All the entries, exactly as they read, must be written out again.
= Beginning of Section =
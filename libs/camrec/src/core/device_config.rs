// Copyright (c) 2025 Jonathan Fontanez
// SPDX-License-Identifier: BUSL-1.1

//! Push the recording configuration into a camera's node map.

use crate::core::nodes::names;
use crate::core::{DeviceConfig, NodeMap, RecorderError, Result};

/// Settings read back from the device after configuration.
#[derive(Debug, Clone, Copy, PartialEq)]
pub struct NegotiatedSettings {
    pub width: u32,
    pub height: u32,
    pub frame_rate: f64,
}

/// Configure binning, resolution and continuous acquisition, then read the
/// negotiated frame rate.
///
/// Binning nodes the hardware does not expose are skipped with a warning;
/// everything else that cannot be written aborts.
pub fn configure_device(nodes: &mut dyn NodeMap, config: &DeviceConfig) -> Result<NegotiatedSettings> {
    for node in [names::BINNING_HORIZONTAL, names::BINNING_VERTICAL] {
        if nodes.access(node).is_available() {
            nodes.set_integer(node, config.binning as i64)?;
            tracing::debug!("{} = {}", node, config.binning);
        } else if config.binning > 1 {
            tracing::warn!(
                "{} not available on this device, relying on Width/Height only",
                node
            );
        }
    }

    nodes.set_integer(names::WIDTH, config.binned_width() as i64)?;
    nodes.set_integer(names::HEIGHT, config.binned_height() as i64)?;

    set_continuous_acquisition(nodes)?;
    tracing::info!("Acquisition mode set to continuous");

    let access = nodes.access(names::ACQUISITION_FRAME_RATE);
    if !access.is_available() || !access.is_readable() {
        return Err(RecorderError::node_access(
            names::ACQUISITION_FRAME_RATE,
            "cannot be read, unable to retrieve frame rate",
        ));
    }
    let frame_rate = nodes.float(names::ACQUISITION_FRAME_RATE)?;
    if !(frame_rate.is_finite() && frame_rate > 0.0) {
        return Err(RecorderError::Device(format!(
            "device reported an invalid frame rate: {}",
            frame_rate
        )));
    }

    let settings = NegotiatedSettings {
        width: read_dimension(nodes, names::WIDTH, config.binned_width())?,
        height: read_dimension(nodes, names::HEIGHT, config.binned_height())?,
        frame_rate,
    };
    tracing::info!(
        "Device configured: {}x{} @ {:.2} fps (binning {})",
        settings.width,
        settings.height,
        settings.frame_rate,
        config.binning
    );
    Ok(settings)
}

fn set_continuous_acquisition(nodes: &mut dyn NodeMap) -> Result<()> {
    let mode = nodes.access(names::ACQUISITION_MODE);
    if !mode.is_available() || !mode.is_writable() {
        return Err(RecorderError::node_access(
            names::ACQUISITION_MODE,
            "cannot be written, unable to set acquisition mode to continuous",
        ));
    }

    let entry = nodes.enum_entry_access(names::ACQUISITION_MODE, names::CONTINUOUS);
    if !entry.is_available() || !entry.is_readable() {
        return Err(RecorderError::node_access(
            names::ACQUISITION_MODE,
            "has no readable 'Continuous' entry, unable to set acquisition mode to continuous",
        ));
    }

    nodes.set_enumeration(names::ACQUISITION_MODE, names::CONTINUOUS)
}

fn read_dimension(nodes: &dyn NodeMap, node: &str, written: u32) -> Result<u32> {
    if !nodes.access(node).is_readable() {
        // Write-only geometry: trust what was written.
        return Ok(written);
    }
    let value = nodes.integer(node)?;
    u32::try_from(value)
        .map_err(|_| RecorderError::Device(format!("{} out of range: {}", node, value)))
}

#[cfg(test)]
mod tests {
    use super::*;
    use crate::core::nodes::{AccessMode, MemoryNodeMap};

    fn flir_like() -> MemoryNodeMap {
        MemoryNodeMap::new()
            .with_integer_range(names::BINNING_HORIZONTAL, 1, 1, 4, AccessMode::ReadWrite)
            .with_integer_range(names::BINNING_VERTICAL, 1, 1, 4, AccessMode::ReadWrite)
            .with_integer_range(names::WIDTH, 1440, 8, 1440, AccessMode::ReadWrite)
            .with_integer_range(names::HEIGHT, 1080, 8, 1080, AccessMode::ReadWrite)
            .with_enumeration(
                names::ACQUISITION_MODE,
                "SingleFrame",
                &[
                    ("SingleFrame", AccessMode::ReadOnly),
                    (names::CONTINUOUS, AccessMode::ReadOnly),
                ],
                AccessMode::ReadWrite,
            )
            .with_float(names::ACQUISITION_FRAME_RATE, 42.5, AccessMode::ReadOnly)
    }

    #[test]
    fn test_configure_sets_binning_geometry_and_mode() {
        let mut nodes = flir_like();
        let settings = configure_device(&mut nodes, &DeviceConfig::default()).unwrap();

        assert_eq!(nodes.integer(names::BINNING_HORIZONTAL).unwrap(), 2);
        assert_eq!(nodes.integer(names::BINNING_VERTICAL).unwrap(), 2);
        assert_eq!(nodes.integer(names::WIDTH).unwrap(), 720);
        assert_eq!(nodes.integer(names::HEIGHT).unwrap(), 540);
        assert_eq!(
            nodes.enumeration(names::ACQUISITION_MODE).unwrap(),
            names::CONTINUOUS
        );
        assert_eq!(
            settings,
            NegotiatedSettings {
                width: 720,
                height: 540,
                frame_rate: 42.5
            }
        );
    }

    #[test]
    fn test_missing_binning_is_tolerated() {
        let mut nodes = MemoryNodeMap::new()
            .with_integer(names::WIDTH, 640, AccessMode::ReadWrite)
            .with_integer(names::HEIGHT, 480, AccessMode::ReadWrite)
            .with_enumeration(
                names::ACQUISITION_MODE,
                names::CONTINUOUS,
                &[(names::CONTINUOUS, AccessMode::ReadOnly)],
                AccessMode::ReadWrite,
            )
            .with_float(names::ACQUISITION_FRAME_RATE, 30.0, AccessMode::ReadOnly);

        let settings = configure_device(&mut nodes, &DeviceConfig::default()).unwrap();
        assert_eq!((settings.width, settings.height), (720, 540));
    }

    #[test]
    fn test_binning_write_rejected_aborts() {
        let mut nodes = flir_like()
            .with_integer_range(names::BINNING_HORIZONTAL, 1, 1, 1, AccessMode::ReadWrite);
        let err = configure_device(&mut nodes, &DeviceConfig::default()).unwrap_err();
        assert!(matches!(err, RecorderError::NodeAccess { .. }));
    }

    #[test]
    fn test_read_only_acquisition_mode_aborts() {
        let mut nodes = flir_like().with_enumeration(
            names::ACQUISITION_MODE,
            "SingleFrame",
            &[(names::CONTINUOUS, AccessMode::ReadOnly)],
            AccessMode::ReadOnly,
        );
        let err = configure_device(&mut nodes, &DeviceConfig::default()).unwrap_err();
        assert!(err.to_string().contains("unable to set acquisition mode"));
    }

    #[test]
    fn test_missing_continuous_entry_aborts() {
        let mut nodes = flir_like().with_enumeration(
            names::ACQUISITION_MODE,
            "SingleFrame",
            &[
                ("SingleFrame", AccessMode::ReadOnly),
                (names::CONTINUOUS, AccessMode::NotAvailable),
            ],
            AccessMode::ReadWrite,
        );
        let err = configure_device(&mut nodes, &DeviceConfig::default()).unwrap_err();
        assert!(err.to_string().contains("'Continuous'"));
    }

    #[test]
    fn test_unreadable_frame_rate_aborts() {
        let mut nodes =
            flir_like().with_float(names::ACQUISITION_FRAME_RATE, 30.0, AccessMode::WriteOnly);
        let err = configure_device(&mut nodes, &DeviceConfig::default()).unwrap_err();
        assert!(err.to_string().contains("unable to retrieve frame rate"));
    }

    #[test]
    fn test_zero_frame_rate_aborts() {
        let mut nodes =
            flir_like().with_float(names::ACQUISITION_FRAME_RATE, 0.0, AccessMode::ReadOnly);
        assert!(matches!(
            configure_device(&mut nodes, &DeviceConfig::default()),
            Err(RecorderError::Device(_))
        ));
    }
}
= End of Section =
Task output:
filename libs/camrec/src/core/device_config.rs
// Copyright (c) 2025 Jonathan Fontanez
// SPDX-License-Identifier: BUSL-1.1

//! Push the recording configuration into a camera's node map.

use crate::core::nodes::names;
use crate::core::{DeviceConfig, NodeMap, RecorderError, Result};

/// Settings read back from the device after configuration.
#[derive(Debug, Clone, Copy, PartialEq)]
pub struct NegotiatedSettings {
    pub width: u32,
    pub height: u32,
    pub frame_rate: f64,
}

/// Configure binning, resolution and continuous acquisition, then read the
/// negotiated frame rate.
///
/// Binning nodes the hardware does not expose are skipped with a warning;
/// everything else that cannot be written aborts.
pub fn configure_device(nodes: &mut dyn NodeMap, config: &DeviceConfig) -> Result<NegotiatedSettings> {
    for node in [names::BINNING_HORIZONTAL, names::BINNING_VERTICAL] {
        if nodes.access(node).is_available() {
            nodes.set_integer(node, config.binning as i64)?;
            tracing::debug!("{} = {}", node, config.binning);
        } else if config.binning > 1 {
            tracing::warn!(
                "{} not available on this device, relying on Width/Height only",
                node
            );
        }
    }

    nodes.set_integer(names::WIDTH, config.binned_width() as i64)?;
    nodes.set_integer(names::HEIGHT, config.binned_height() as i64)?;

    set_continuous_acquisition(nodes)?;
    tracing::info!("Acquisition mode set to continuous");

    let access = nodes.access(names::ACQUISITION_FRAME_RATE);
    if !access.is_available() || !access.is_readable() {
        return Err(RecorderError::node_access(
            names::ACQUISITION_FRAME_RATE,
            "cannot be read, unable to retrieve frame rate",
        ));
    }
    let frame_rate = nodes.float(names::ACQUISITION_FRAME_RATE)?;
    if !(frame_rate.is_finite() && frame_rate > 0.0) {
        return Err(RecorderError::Device(format!(
            "device reported an invalid frame rate: {}",
            frame_rate
        )));
    }

    let settings = NegotiatedSettings {
        width: read_dimension(nodes, names::WIDTH, config.binned_width())?,
        height: read_dimension(nodes, names::HEIGHT, config.binned_height())?,
        frame_rate,
    };
    tracing::info!(
        "Device configured: {}x{} @ {:.2} fps (binning {})",
        settings.width,
        settings.height,
        settings.frame_rate,
        config.binning
    );
    Ok(settings)
}

fn set_continuous_acquisition(nodes: &mut dyn NodeMap) -> Result<()> {
    let mode = nodes.access(names::ACQUISITION_MODE);
    if !mode.is_available() || !mode.is_writable() {
        return Err(RecorderError::node_access(
            names::ACQUISITION_MODE,
            "cannot be written, unable to set acquisition mode to continuous",
        ));
    }

    let entry = nodes.enum_entry_access(names::ACQUISITION_MODE, names::CONTINUOUS);
    if !entry.is_available() || !entry.is_readable() {
        return Err(RecorderError::node_access(
            names::ACQUISITION_MODE,
            "has no readable 'Continuous' entry, unable to set acquisition mode to continuous",
        ));
    }

    nodes.set_enumeration(names::ACQUISITION_MODE, names::CONTINUOUS)
}

fn read_dimension(nodes: &dyn NodeMap, node: &str, written: u32) -> Result<u32> {
    if !nodes.access(node).is_readable() {
        // Write-only geometry: trust what was written.
        return Ok(written);
    }
    let value = nodes.integer(node)?;
    u32::try_from(value)
        .map_err(|_| RecorderError::Device(format!("{} out of range: {}", node, value)))
}

#[cfg(test)]
mod tests {
    use super::*;
    use crate::core::nodes::{AccessMode, MemoryNodeMap};

    fn flir_like() -> MemoryNodeMap {
        MemoryNodeMap::new()
            .with_integer_range(names::BINNING_HORIZONTAL, 1, 1, 4, AccessMode::ReadWrite)
            .with_integer_range(names::BINNING_VERTICAL, 1, 1, 4, AccessMode::ReadWrite)
            .with_integer_range(names::WIDTH, 1440, 8, 1440, AccessMode::ReadWrite)
            .with_integer_range(names::HEIGHT, 1080, 8, 1080, AccessMode::ReadWrite)
            .with_enumeration(
                names::ACQUISITION_MODE,
                "SingleFrame",
                &[
                    ("SingleFrame", AccessMode::ReadOnly),
                    (names::CONTINUOUS, AccessMode::ReadOnly),
                ],
                AccessMode::ReadWrite,
            )
            .with_float(names::ACQUISITION_FRAME_RATE, 42.5, AccessMode::ReadOnly)
    }

    #[test]
    fn test_configure_sets_binning_geometry_and_mode() {
        let mut nodes = flir_like();
        let settings = configure_device(&mut nodes, &DeviceConfig::default()).unwrap();

        assert_eq!(nodes.integer(names::BINNING_HORIZONTAL).unwrap(), 2);
        assert_eq!(nodes.integer(names::BINNING_VERTICAL).unwrap(), 2);
        assert_eq!(nodes.integer(names::WIDTH).unwrap(), 720);
        assert_eq!(nodes.integer(names::HEIGHT).unwrap(), 540);
        assert_eq!(
            nodes.enumeration(names::ACQUISITION_MODE).unwrap(),
            names::CONTINUOUS
        );
        assert_eq!(
            settings,
            NegotiatedSettings {
                width: 720,
                height: 540,
                frame_rate: 42.5
            }
        );
    }

    #[test]
    fn test_missing_binning_is_tolerated() {
        let mut nodes = MemoryNodeMap::new()
            .with_integer(names::WIDTH, 640, AccessMode::ReadWrite)
            .with_integer(names::HEIGHT, 480, AccessMode::ReadWrite)
            .with_enumeration(
                names::ACQUISITION_MODE,
                names::CONTINUOUS,
                &[(names::CONTINUOUS, AccessMode::ReadOnly)],
                AccessMode::ReadWrite,
            )
            .with_float(names::ACQUISITION_FRAME_RATE, 30.0, AccessMode::ReadOnly);

        let settings = configure_device(&mut nodes, &DeviceConfig::default()).unwrap();
        assert_eq!((settings.width, settings.height), (720, 540));
    }

    #[test]
    fn test_binning_write_rejected_aborts() {
        let mut nodes = flir_like()
            .with_integer_range(names::BINNING_HORIZONTAL, 1, 1, 1, AccessMode::ReadWrite);
        let err = configure_device(&mut nodes, &DeviceConfig::default()).unwrap_err();
        assert!(matches!(err, RecorderError::NodeAccess { .. }));
    }

    #[test]
    fn test_read_only_acquisition_mode_aborts() {
        let mut nodes = flir_like().with_enumeration(
            names::ACQUISITION_MODE,
            "SingleFrame",
            &[(names::CONTINUOUS, AccessMode::ReadOnly)],
            AccessMode::ReadOnly,
        );
        let err = configure_device(&mut nodes, &DeviceConfig::default()).unwrap_err();
        assert!(err.to_string().contains("unable to set acquisition mode"));
    }

    #[test]
    fn test_missing_continuous_entry_aborts() {
        let mut nodes = flir_like().with_enumeration(
            names::ACQUISITION_MODE,
            "SingleFrame",
            &[
                ("SingleFrame", AccessMode::ReadOnly),
                (names::CONTINUOUS, AccessMode::NotAvailable),
            ],
            AccessMode::ReadWrite,
        );
        let err = configure_device(&mut nodes, &DeviceConfig::default()).unwrap_err();
        assert!(err.to_string().contains("'Continuous'"));
    }

    #[test]
    fn test_unreadable_frame_rate_aborts() {
        let mut nodes =
            flir_like().with_float(names::ACQUISITION_FRAME_RATE, 30.0, AccessMode::WriteOnly);
        let err = configure_device(&mut nodes, &DeviceConfig::default()).unwrap_err();
        assert!(err.to_string().contains("unable to retrieve frame rate"));
    }

    #[test]
    fn test_zero_frame_rate_aborts() {
        let mut nodes =
            flir_like().with_float(names::ACQUISITION_FRAME_RATE, 0.0, AccessMode::ReadOnly);
        assert!(matches!(
            configure_device(&mut nodes, &DeviceConfig::default()),
            Err(RecorderError::Device(_))
        ));
    }
}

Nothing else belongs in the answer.